He hath mercy on some, and hardeneth others. When God is here spoken of as hardening some of the children of men, it is not to be understood that God by any positive efficiency hardens any man’s heart. There is no positive act in God, as though he put forth any power to harden the heart. To suppose any such thing would be to make God the immediate author of sin. God is said to harden men in two ways: by withholding the powerful influences of his Spirit, without which their hearts will remain hardened, and grow harder and harder; in this sense he hardens them, as he leaves them to hardness. And again, by ordering those things in his providence which, through the abuse of their corruption, become the occasion of their hardening. Thus God sends his word and ordinances to men which, by their abuse, prove an occasion of their hardening.

There it is. YHWH is YHWH. God is God. Because of the curse, for soil to grow hard and wild, nothing need be done but let it alone. So it is with man’s heart. So it is because of man’s heart. Dirt is a parable (Matthew 13:1–7). Soil isn’t self-softening. The Farmer doesn’t just spread the good seed, He preps the soil. We’re rocks. God restrains. If He did not, we would plunge into darkness. Down. Down. Down. This is our sinful trajectory. We are totally depraved. Sure, we’re not as wicked as we could be, but we are totally, altogether wicked. None does good. Any “civil virtue” we may exhibit is really “pretty idolatry.” In unbeliever’s every “good” act, something is being worshipped, and it ain’t Jesus, or they wouldn’t be unbelievers. Wickedness is in every crevice of our being: will, affections, desires, thoughts, inclinations, et cetera. We’re not a sin blackout, but every part is shaded in. We’re not naturally good. We’re subdued, limited, restrained, and most importantly, graced. Should God let the rocks fall, it would be nothing but an act of justice; a holy, righteous judgment on every son of Adam.
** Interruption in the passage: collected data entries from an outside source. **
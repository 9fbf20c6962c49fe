//! Financial year lifecycle routes.

use axum::{
    Json, Router,
    extract::{Path, State, rejection::JsonRejection},
    routing::{get, post},
};
use chrono::{NaiveDate, Utc};
use serde::{Deserialize, Serialize};
use steward_core::{auth::UserRole, fiscal::ResetCounts};
use steward_db::{FinancialYearRepository, entities::financial_years};
use steward_shared::AppError;
use tracing::info;
use uuid::Uuid;

use crate::{AppState, middleware::AuthUser, response::ApiResult};

/// Creates the financial year routes (requires auth middleware to be applied externally).
pub fn routes() -> Router<AppState> {
    Router::new()
        .route("/financial-years", get(list_financial_years))
        .route("/financial-years/current", get(get_current))
        .route("/financial-years/next", post(start_next))
        .route("/financial-years/{id}/current", post(set_current))
        .route(
            "/financial-years/{id}/reset",
            get(preview_reset).post(execute_reset),
        )
}

/// Response for a financial year.
#[derive(Debug, Serialize)]
pub struct FinancialYearResponse {
    /// Financial year ID.
    pub id: Uuid,
    /// Label, e.g. `2024-2025`.
    pub label: String,
    /// First day.
    pub start_date: NaiveDate,
    /// Last day (inclusive).
    pub end_date: NaiveDate,
    /// Whether this is the current year.
    pub is_current: bool,
}

impl From<financial_years::Model> for FinancialYearResponse {
    fn from(year: financial_years::Model) -> Self {
        Self {
            id: year.id,
            label: year.label,
            start_date: year.start_date,
            end_date: year.end_date,
            is_current: year.is_current,
        }
    }
}

/// Response listing financial years.
#[derive(Debug, Serialize)]
pub struct FinancialYearListResponse {
    /// Years, newest first.
    pub financial_years: Vec<FinancialYearResponse>,
}

/// Request body for executing a reset.
#[derive(Debug, Deserialize)]
pub struct ResetRequest {
    /// Must equal `RESET <label>`.
    pub confirmation: String,
}

/// Response for an executed reset.
#[derive(Debug, Serialize)]
pub struct ResetResponse {
    /// The cleared year, unchanged.
    pub financial_year: FinancialYearResponse,
    /// Records deleted per table.
    pub deleted: ResetCounts,
}

fn require_admin(auth: &AuthUser, action: &str) -> Result<UserRole, AppError> {
    auth.require(UserRole::can_manage_financial_years, action)
}

/// GET `/financial-years` - List all financial years.
async fn list_financial_years(
    State(state): State<AppState>,
    _auth: AuthUser,
) -> ApiResult<Json<FinancialYearListResponse>> {
    let repo = FinancialYearRepository::new((*state.db).clone());
    let years = repo.list().await?;

    Ok(Json(FinancialYearListResponse {
        financial_years: years.into_iter().map(Into::into).collect(),
    }))
}

/// GET `/financial-years/current` - Current year, created on first use.
///
/// The only write happens when no year is current, and then it is the row
/// for the server's own date. Repeating it is a no-op and it takes no
/// caller input, so it stays outside the same-site check.
async fn get_current(
    State(state): State<AppState>,
    _auth: AuthUser,
) -> ApiResult<Json<FinancialYearResponse>> {
    let repo = FinancialYearRepository::new((*state.db).clone());
    let year = repo.get_or_create_current(Utc::now().date_naive()).await?;

    Ok(Json(year.into()))
}

/// POST `/financial-years/next` - Advance to the following year.
async fn start_next(
    State(state): State<AppState>,
    auth: AuthUser,
) -> ApiResult<Json<FinancialYearResponse>> {
    require_admin(&auth, "start the next financial year")?;

    let repo = FinancialYearRepository::new((*state.db).clone());
    let year = repo.start_next().await?;

    info!(
        user_id = %auth.user_id(),
        financial_year_id = %year.id,
        label = %year.label,
        "Next financial year started"
    );
    Ok(Json(year.into()))
}

/// POST `/financial-years/{id}/current` - Make an existing year current.
async fn set_current(
    State(state): State<AppState>,
    auth: AuthUser,
    Path(id): Path<Uuid>,
) -> ApiResult<Json<FinancialYearResponse>> {
    require_admin(&auth, "change the current financial year")?;

    let repo = FinancialYearRepository::new((*state.db).clone());
    let year = repo.set_current(id).await?;

    info!(
        user_id = %auth.user_id(),
        financial_year_id = %year.id,
        "Current financial year changed"
    );
    Ok(Json(year.into()))
}

/// GET `/financial-years/{id}/reset` - Count what a reset would delete.
async fn preview_reset(
    State(state): State<AppState>,
    auth: AuthUser,
    Path(id): Path<Uuid>,
) -> ApiResult<Json<ResetCounts>> {
    require_admin(&auth, "preview a financial year reset")?;

    let repo = FinancialYearRepository::new((*state.db).clone());
    let counts = repo.preview_reset(id).await?;

    Ok(Json(counts))
}

/// POST `/financial-years/{id}/reset` - Delete all records inside the year.
async fn execute_reset(
    State(state): State<AppState>,
    auth: AuthUser,
    Path(id): Path<Uuid>,
    payload: Result<Json<ResetRequest>, JsonRejection>,
) -> ApiResult<Json<ResetResponse>> {
    require_admin(&auth, "reset a financial year")?;
    let Json(payload) = payload.map_err(|e| AppError::Validation(e.body_text()))?;

    let repo = FinancialYearRepository::new((*state.db).clone());
    let outcome = repo.execute_reset(id, &payload.confirmation).await?;

    info!(
        user_id = %auth.user_id(),
        financial_year_id = %id,
        total = outcome.deleted.total(),
        "Financial year reset requested"
    );
    Ok(Json(ResetResponse {
        financial_year: outcome.financial_year.into(),
        deleted: outcome.deleted,
    }))
}
//! Upload batch routes.

use axum::{
    Json, Router,
    extract::{Path, State},
    routing::{get, post},
};
use chrono::{DateTime, FixedOffset};
use serde::Serialize;
use steward_core::{
    auth::UserRole,
    upload::{RollbackCounts, UploadStatus},
};
use steward_db::{UploadRepository, entities::upload_history, repositories::UploadError};
use tracing::info;
use uuid::Uuid;

use crate::{AppState, middleware::AuthUser, response::ApiResult};

/// Creates the upload routes (requires auth middleware to be applied externally).
pub fn routes() -> Router<AppState> {
    Router::new()
        .route("/uploads/{id}", get(get_upload))
        .route("/uploads/{id}/rollback", post(rollback_upload))
}

/// Response for an upload batch.
#[derive(Debug, Serialize)]
pub struct UploadResponse {
    /// Upload ID.
    pub id: Uuid,
    /// Original file name.
    pub file_name: String,
    /// Lifecycle status.
    pub status: UploadStatus,
    /// User who uploaded the file.
    pub uploaded_by: Uuid,
    /// Upload time.
    pub uploaded_at: DateTime<FixedOffset>,
    /// User who rolled the batch back.
    pub rolled_back_by: Option<Uuid>,
    /// Rollback time.
    pub rolled_back_at: Option<DateTime<FixedOffset>>,
}

impl From<upload_history::Model> for UploadResponse {
    fn from(upload: upload_history::Model) -> Self {
        Self {
            id: upload.id,
            file_name: upload.file_name,
            status: upload.status.into(),
            uploaded_by: upload.uploaded_by,
            uploaded_at: upload.uploaded_at,
            rolled_back_by: upload.rolled_back_by,
            rolled_back_at: upload.rolled_back_at,
        }
    }
}

/// Response for a completed rollback.
#[derive(Debug, Serialize)]
pub struct RollbackResponse {
    /// The rolled back batch.
    pub upload_id: Uuid,
    /// Records deleted per table.
    pub deleted: RollbackCounts,
}

/// GET `/uploads/{id}` - Fetch an upload batch.
async fn get_upload(
    State(state): State<AppState>,
    _auth: AuthUser,
    Path(id): Path<Uuid>,
) -> ApiResult<Json<UploadResponse>> {
    let repo = UploadRepository::new((*state.db).clone());
    let upload = repo.find_by_id(id).await?.ok_or(UploadError::NotFound(id))?;

    Ok(Json(upload.into()))
}

/// POST `/uploads/{id}/rollback` - Delete every record created by the batch.
async fn rollback_upload(
    State(state): State<AppState>,
    auth: AuthUser,
    Path(id): Path<Uuid>,
) -> ApiResult<Json<RollbackResponse>> {
    auth.require(UserRole::can_rollback_uploads, "roll back uploads")?;

    let repo = UploadRepository::new((*state.db).clone());
    let deleted = repo.rollback(id, auth.user_id()).await?;

    info!(user_id = %auth.user_id(), upload_id = %id, "Upload rollback requested");
    Ok(Json(RollbackResponse {
        upload_id: id,
        deleted,
    }))
}
//! Initial database migration.
//!
//! Creates the financial-year, upload history, transaction and payment
//! tables for PostgreSQL.

use sea_orm_migration::prelude::*;

#[derive(DeriveMigrationName)]
pub struct Migration;

#[async_trait::async_trait]
impl MigrationTrait for Migration {
    async fn up(&self, manager: &SchemaManager) -> Result<(), DbErr> {
        let db = manager.get_connection();

        db.execute_unprepared(FINANCIAL_YEARS_SQL).await?;
        db.execute_unprepared(UPLOAD_HISTORY_SQL).await?;
        db.execute_unprepared(TRANSACTIONS_SQL).await?;
        db.execute_unprepared(PAYMENTS_SQL).await?;

        Ok(())
    }

    async fn down(&self, manager: &SchemaManager) -> Result<(), DbErr> {
        let db = manager.get_connection();
        db.execute_unprepared(DROP_ALL_SQL).await?;
        Ok(())
    }
}

// ============================================================
// SQL CONSTANTS
// ============================================================

const FINANCIAL_YEARS_SQL: &str = r"
CREATE TABLE financial_years (
    id UUID PRIMARY KEY,
    label VARCHAR(32) NOT NULL UNIQUE,
    start_date DATE NOT NULL,
    end_date DATE NOT NULL,
    is_current BOOLEAN NOT NULL DEFAULT FALSE,
    created_at TIMESTAMPTZ NOT NULL DEFAULT NOW(),
    updated_at TIMESTAMPTZ NOT NULL DEFAULT NOW(),

    CONSTRAINT financial_years_date_range CHECK (start_date < end_date)
);

-- At most one current year; a racing promotion fails here and is retried.
CREATE UNIQUE INDEX financial_years_single_current
    ON financial_years (is_current)
    WHERE is_current;
";

const UPLOAD_HISTORY_SQL: &str = r"
CREATE TABLE upload_history (
    id UUID PRIMARY KEY,
    file_name VARCHAR(255) NOT NULL,
    status VARCHAR(16) NOT NULL DEFAULT 'PROCESSING',
    uploaded_by UUID NOT NULL,
    uploaded_at TIMESTAMPTZ NOT NULL DEFAULT NOW(),
    rolled_back_by UUID,
    rolled_back_at TIMESTAMPTZ,

    CONSTRAINT upload_history_status_valid
        CHECK (status IN ('PROCESSING', 'COMPLETED', 'ROLLED_BACK')),
    CONSTRAINT upload_history_rollback_stamped
        CHECK ((status = 'ROLLED_BACK') = (rolled_back_at IS NOT NULL))
);

CREATE INDEX idx_upload_history_uploaded_at ON upload_history (uploaded_at);
";

const TRANSACTIONS_SQL: &str = r"
CREATE TABLE transactions (
    id UUID PRIMARY KEY,
    upload_history_id UUID REFERENCES upload_history(id) ON DELETE SET NULL,
    transaction_date DATE NOT NULL,
    amount NUMERIC(19, 4) NOT NULL,
    description TEXT NOT NULL DEFAULT '',
    created_at TIMESTAMPTZ NOT NULL DEFAULT NOW()
);

CREATE INDEX idx_transactions_date ON transactions (transaction_date);
CREATE INDEX idx_transactions_upload ON transactions (upload_history_id)
    WHERE upload_history_id IS NOT NULL;
";

const PAYMENTS_SQL: &str = r"
CREATE TABLE payments (
    id UUID PRIMARY KEY,
    upload_history_id UUID REFERENCES upload_history(id) ON DELETE SET NULL,
    payment_date DATE NOT NULL,
    amount NUMERIC(19, 4) NOT NULL,
    reference VARCHAR(255),
    created_at TIMESTAMPTZ NOT NULL DEFAULT NOW()
);

CREATE INDEX idx_payments_date ON payments (payment_date);
CREATE INDEX idx_payments_upload ON payments (upload_history_id)
    WHERE upload_history_id IS NOT NULL;
";

const DROP_ALL_SQL: &str = r"
DROP TABLE IF EXISTS payments CASCADE;
DROP TABLE IF EXISTS transactions CASCADE;
DROP TABLE IF EXISTS upload_history CASCADE;
DROP TABLE IF EXISTS financial_years CASCADE;
";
YHWH is YHWH. This is His prerogative. “I will make all my goodness pass before you and will proclaim before you my name ‘The LORD.’ And I will be gracious to whom I will be gracious, and will show mercy on whom I will show mercy (Exodus 33:19).” “The LORD,” meaning YWHW, and YWHW, in part meaning, “I will show mercy on whom I will show mercy.” Some receive mercy. Some receive justice. No one receives injustice. Behind all of this: YWHW. “You will say to me then, ‘Why does he still find fault? For who can resist his will?’ But who are you, O man, to answer back to God? Will what is molded say to its molder, ‘Why have you made me like this?’ Has the potter no right over the clay, to make out of the same lump one vessel for honorable use and another for dishonorable use? What if God, desiring to show his wrath and to make known his power, has endured with much patience vessels of wrath prepared for destruction, in order to make known the riches of his glory for vessels of mercy, which he has prepared beforehand for glory (Romans 9:19–23).” Justice justly falls on some to magnify the graciousness of grace. “But we all deserve grace!” Isn’t that a contradiction? Further, if we’re not in hell, we’re all experiencing some degree of grace (common, non-salvific grace, but grace nonetheless) and spurning it, thus proving, we don’t at all, all deserve grace.
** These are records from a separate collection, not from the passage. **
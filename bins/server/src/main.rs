//! Steward API Server
//!
//! Main entry point for the financial-year lifecycle service.

use std::sync::Arc;

use anyhow::Context;
use tokio::net::TcpListener;
use tracing::info;
use tracing_subscriber::{layer::SubscriberExt, util::SubscriberInitExt};

use steward_api::{AppState, create_router};
use steward_db::connect_with_pool;
use steward_shared::{AppConfig, JwtConfig, JwtService};

#[tokio::main]
async fn main() -> anyhow::Result<()> {
    // Load environment variables from .env file
    dotenvy::dotenv().ok();

    tracing_subscriber::registry()
        .with(
            tracing_subscriber::EnvFilter::try_from_default_env()
                .unwrap_or_else(|_| "steward=debug,tower_http=debug".into()),
        )
        .with(tracing_subscriber::fmt::layer())
        .init();

    let config = AppConfig::load().context("Failed to load configuration")?;

    let db = connect_with_pool(
        &config.database.url,
        config.database.min_connections,
        config.database.max_connections,
    )
    .await?;
    info!(
        max_connections = config.database.max_connections,
        "Connected to database"
    );

    let jwt_config = JwtConfig {
        secret: config.jwt.secret.clone(),
        access_token_expires_minutes: i64::try_from(config.jwt.access_token_expiry_secs / 60)
            .context("JWT expiry out of range")?,
    };

    if !config.security.trusted_origins.is_empty() {
        info!(origins = ?config.security.trusted_origins, "Trusted origins configured");
    }

    let state = AppState {
        db: Arc::new(db),
        jwt_service: Arc::new(JwtService::new(jwt_config)),
        security: Arc::new(config.security.clone()),
    };

    let app = create_router(state);

    let addr = format!("{}:{}", config.server.host, config.server.port);
    let listener = TcpListener::bind(&addr).await?;
    info!("Server listening on {}", addr);

    axum::serve(listener, app).await?;

    Ok(())
}
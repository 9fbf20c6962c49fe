//! `SeaORM` Entity for payments table.

use sea_orm::entity::prelude::*;
use serde::{Deserialize, Serialize};

#[derive(Clone, Debug, PartialEq, Eq, DeriveEntityModel, Serialize, Deserialize)]
#[sea_orm(table_name = "payments")]
pub struct Model {
    #[sea_orm(primary_key, auto_increment = false)]
    pub id: Uuid,
    pub upload_history_id: Option<Uuid>,
    pub payment_date: Date,
    #[sea_orm(column_type = "Decimal(Some((19, 4)))")]
    pub amount: Decimal,
    pub reference: Option<String>,
    pub created_at: DateTimeWithTimeZone,
}

#[derive(Copy, Clone, Debug, EnumIter, DeriveRelation)]
pub enum Relation {
    #[sea_orm(
        belongs_to = "super::upload_history::Entity",
        from = "Column::UploadHistoryId",
        to = "super::upload_history::Column::Id",
        on_delete = "SetNull"
    )]
    UploadHistory,
}

impl Related<super::upload_history::Entity> for Entity {
    fn to() -> RelationDef {
        Relation::UploadHistory.def()
    }
}

impl ActiveModelBehavior for ActiveModel {}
Moses is a sinner. Praise God, Moses, by the Spirit, paints Moses as Moses was. In chapters two through six Moses beats everyone else to the punch and roasts himself. God is the hero. Pharaoh sins again and again and finds justice. Moses, along with Israel, sins again and again, and finds grace. The only thing that makes the difference, is YHWH, the covenant God of unfailing love for His elect people. YHWH is YHWH. Realize this, and you don’t choke on the thought of sovereign justice; you get choked up thinking about sovereign grace.

Handling Toxic Waste Bare Handed Without Effect

Our God is so sovereign and so good, He can use evil in a holy way:

Sin is an evil, yet the futurition [future existence] of sin, or that sin should be future, is not an evil thing. Evil is an evil thing, and yet it may be a good thing that evil should be in the world. There is certainly a difference between the thing itself existing, and its being an evil thing that ever it came into existence. As for instance, it might be an evil thing to crucify Christ, but yet it was a good thing that the crucifying of Christ came to pass. As men’s act, it was evil, but as God ordered it, it was good. Who will deny but that it may be so, that evil’s coming to pass may be an occasion of greater good than it is an evil, and so of there being more good in the whole, than if that evil had not come to pass? And if so, then it is a good thing that that evil comes to pass. When we say the thing is an evil thing in itself, then we mean that it is evil, considering it only within its own bounds. But when we say that it is a good thing that ever it came to pass, then we consider the thing as a thing among events, or as one thing belonging to the series of events, and as related to the rest of the series. —Jonathan Edwards, Remarks on Important Theological Controversies

Son Blindness (Matthew 20:29-34)

If someone is blind to the Sun, they cannot see anything. It is only by seeing the Sun, in a sense, that one can see anything else. We don’t see illuminated objects except by the reflection of light. If you cannot behold anything by the greatest light, lesser lights will prove insufficient.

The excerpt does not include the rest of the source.